Following the provisional agreement in November 2022 (→ eucrim 4/2022, 252-253), the Council and the European Parliament formally adopted the Directive on the exchange of information between the law enforcement authorities of Member States. The Directive (2023/977) was published in the Official Journal L 134 of 22 May 2023, p. 1.

It will repeal Framework Decision 2006/960/JHA on “simplifying the exchange of information and intelligence between law enforcement authorities of the Member States of the European Union”, known as the “Swedish Initiative”.

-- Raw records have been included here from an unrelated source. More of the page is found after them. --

use core::fmt::Debug;
use std::collections::{BTreeSet, HashMap};
use std::fmt::Display;

use tracing::{debug, info};

use crate::term::internal::GoTermInternal;
use crate::term::{GoTerm, GoTermId, IndexPath};
use crate::{GoError, GoResult};

mod builder;
mod termarena;

pub use builder::{AllTerms, Builder, Indexed, LooseCollection};
use termarena::Arena;

/// The three independent branches of the Gene Ontology
#[derive(Debug, Clone, Copy, PartialEq, Eq, Hash)]
pub enum Branch {
    MolecularFunction,
    BiologicalProcess,
    CellularComponent,
}

impl Branch {
    /// Returns the name of the branch, which is also the name of its root term
    pub fn name(&self) -> &'static str {
        match self {
            Branch::MolecularFunction => "molecular_function",
            Branch::BiologicalProcess => "biological_process",
            Branch::CellularComponent => "cellular_component",
        }
    }
}

impl TryFrom<&str> for Branch {
    type Error = GoError;
    fn try_from(value: &str) -> GoResult<Self> {
        match value.trim() {
            "molecular_function" => Ok(Branch::MolecularFunction),
            "biological_process" => Ok(Branch::BiologicalProcess),
            "cellular_component" => Ok(Branch::CellularComponent),
            other => Err(GoError::InvalidInput(format!("unknown GO branch `{other}`"))),
        }
    }
}

impl Display for Branch {
    fn fmt(&self, f: &mut std::fmt::Formatter<'_>) -> std::fmt::Result {
        write!(f, "{}", self.name())
    }
}

/// One term record as provided by an [`OntologySource`]
#[derive(Debug, Clone)]
pub struct TermRecord {
    pub id: GoTermId,
    pub accession: String,
    pub name: String,
    /// Name of the branch the term belongs to, e.g. `biological_process`
    pub term_type: String,
    pub obsolete: bool,
}

/// Provides the terms and `parent -> child` edges of the Gene Ontology
///
/// Sources may contain several branches and obsolete terms, the
/// [`GoDag`] keeps only the non-obsolete terms of one branch.
pub trait OntologySource {
    /// Returns all term records
    ///
    /// # Errors
    ///
    /// Implementations return an error if the source cannot be read
    fn terms(&self) -> GoResult<Vec<TermRecord>>;

    /// Returns all `(parent, child)` edges
    ///
    /// # Errors
    ///
    /// Implementations return an error if the source cannot be read
    fn edges(&self) -> GoResult<Vec<(GoTermId, GoTermId)>>;
}

#[cfg_attr(doc, aquamarine::aquamarine)]
/// `GoDag` holds one branch of the Gene Ontology
///
/// The DAG is read-only once it is built. Every term that is reachable from
/// the root carries all its index paths, i.e. every walk from the root
/// down to the term, and its depth.
///
/// # Construction
///
/// ```mermaid
/// graph LR
///     A[Builder LooseCollection] -->|terms_complete| B[Builder AllTerms]
///     B -->|index| C[Builder Indexed]
///     C -->|build| D[GoDag]
/// ```
///
/// # Layout
///
/// ```mermaid
/// erDiagram
///     GODAG ||--|{ GOTERM : contains
///     GOTERM ||--|{ GOTERM : is_a
///     GOTERM ||--|{ INDEXPATH : reachable_by
///     GOTERM {
///         GoTermId id
///         str accession
///         str name
///         usize depth
///     }
///     INDEXPATH {
///         GoTermIds path
///     }
/// ```
///
/// # Examples
///
/// ```
/// use gopredict::{Branch, GoDag};
///
/// let mut builder = GoDag::builder(Branch::BiologicalProcess);
/// builder.add_term(1u32, "GO:0008150", "biological_process");
/// builder.add_term(2u32, "GO:0000002", "A");
/// builder.add_term(3u32, "GO:0000003", "X");
/// let mut builder = builder.terms_complete();
/// builder.add_parent(1u32, 2u32).unwrap();
/// builder.add_parent(1u32, 3u32).unwrap();
/// builder.add_parent(3u32, 2u32).unwrap();
/// let dag = builder.index().unwrap().build();
///
/// // the shortest walk from the root defines the depth
/// assert_eq!(dag.depth(2u32.into()), Some(1));
/// assert_eq!(dag.index_paths(2u32.into()).unwrap().len(), 2);
/// ```
pub struct GoDag {
    terms: Arena,
    branch: Branch,
    root: GoTermId,
    accessions: HashMap<String, GoTermId>,
}

impl Debug for GoDag {
    fn fmt(&self, f: &mut std::fmt::Formatter<'_>) -> std::fmt::Result {
        write!(f, "GoDag {} with {} terms", self.branch, self.terms.len())
    }
}

impl GoDag {
    pub(crate) fn new(terms: Arena, branch: Branch, root: GoTermId) -> Self {
        let accessions = terms
            .values()
            .map(|term| (term.accession().to_string(), *term.id()))
            .collect();
        Self {
            terms,
            branch,
            root,
            accessions,
        }
    }

    /// Returns a new [`Builder`] for the given branch
    pub fn builder(branch: Branch) -> Builder<LooseCollection> {
        Builder::new(branch)
    }

    /// Builds the DAG of one branch from an [`OntologySource`]
    ///
    /// Obsolete terms, terms of other branches and edges touching them
    /// are skipped.
    ///
    /// # Errors
    ///
    /// - [`GoError::MissingAccession`] if a term of the branch has no accession
    /// - [`GoError::RootNotFound`] if the branch has no root term
    /// - [`GoError::CyclicOntology`] if the edges contain a cycle
    /// - any error of the source
    pub fn from_source<S: OntologySource>(source: &S, branch: Branch) -> GoResult<Self> {
        let mut builder = Builder::new(branch);
        let mut skipped = 0usize;
        for record in source.terms()? {
            if record.obsolete || record.term_type != branch.name() {
                skipped += 1;
                continue;
            }
            if record.accession.trim().is_empty() {
                return Err(GoError::MissingAccession(record.id));
            }
            builder.add_term(record.id, record.accession.trim(), &record.name);
        }
        debug!("Skipped {} terms outside of {}", skipped, branch);

        let mut builder = builder.terms_complete();
        let mut edges = 0usize;
        for (parent, child) in source.edges()? {
            if builder.add_parent(parent, child).is_ok() {
                edges += 1;
            }
        }
        debug!("Added {} edges to {}", edges, branch);

        let dag = builder.index()?.build();
        info!("Loaded {:?}", dag);
        Ok(dag)
    }

    /// Returns the branch of the DAG
    pub fn branch(&self) -> Branch {
        self.branch
    }

    /// Returns the [`GoTermId`] of the root term
    pub fn root(&self) -> GoTermId {
        self.root
    }

    /// Returns the number of terms in the DAG, unreachable ones included
    pub fn len(&self) -> usize {
        self.terms.len()
    }

    /// Returns `true` if the DAG does not contain any term
    pub fn is_empty(&self) -> bool {
        self.len() == 0
    }

    pub(crate) fn get(&self, id: GoTermId) -> Option<&GoTermInternal> {
        self.terms.get(id)
    }

    /// Returns the [`GoTerm`] of the provided [`GoTermId`]
    ///
    /// If no such term is present, `None` is returned
    pub fn term<I: Into<GoTermId>>(&self, id: I) -> Option<GoTerm> {
        GoTerm::try_new(self, id).ok()
    }

    /// Returns the [`GoTermId`] of an accession like `GO:0006512`
    pub fn id_by_accession(&self, accession: &str) -> Option<GoTermId> {
        self.accessions.get(accession.trim()).copied()
    }

    /// Returns the depth of a term, `None` if it is not reachable from the root
    pub fn depth(&self, id: GoTermId) -> Option<usize> {
        self.terms.get(id).and_then(GoTermInternal::depth)
    }

    /// Returns all index paths of a term
    ///
    /// # Errors
    ///
    /// [`GoError::DistanceUnavailable`] if the term is unknown or not
    /// reachable from the root of the branch
    pub fn index_paths(&self, id: GoTermId) -> GoResult<&BTreeSet<IndexPath>> {
        match self.terms.get(id) {
            Some(term) if !term.index_paths().is_empty() => Ok(term.index_paths()),
            _ => Err(GoError::DistanceUnavailable(id)),
        }
    }

    /// Returns an Iterator of all [`GoTerm`]s of the DAG
    pub fn iter(&self) -> Iter<'_> {
        self.into_iter()
    }
}

/// Iterates the DAG and yields [`GoTerm`]s
pub struct Iter<'a> {
    inner: std::collections::hash_map::Values<'a, GoTermId, GoTermInternal>,
    dag: &'a GoDag,
}

impl<'a> Iterator for Iter<'a> {
    type Item = GoTerm<'a>;
    fn next(&mut self) -> Option<Self::Item> {
        self.inner.next().map(|term| GoTerm::new(self.dag, term))
    }
}

impl<'a> IntoIterator for &'a GoDag {
    type Item = GoTerm<'a>;
    type IntoIter = Iter<'a>;

    fn into_iter(self) -> Self::IntoIter {
        Iter {
            inner: self.terms.values(),
            dag: self,
        }
    }
}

The new Directive lays down the rules under which Member States’ law enforcement authorities may exchange existing information and intelligence effectively and expeditiously for the purpose of conducting criminal investigations or criminal intelligence operations.

Scope and use of evidence

The Directive covers the exchange of information for the purpose of preventing, detecting or investigating criminal offences between the competent law enforcement authorities of different EU Member States.

It does not apply to exchanges of information for said purposes that are specifically regulated by other Union legal acts. It does also not impose any obligation on Member States to (a) obtain information by means of coercive measures; (b) store information for the sole purpose of providing it to the competent law enforcement authorities of other Member States; and (c) provide information to the competent law enforcement authorities of other Member States to be used as evidence in judicial proceedings.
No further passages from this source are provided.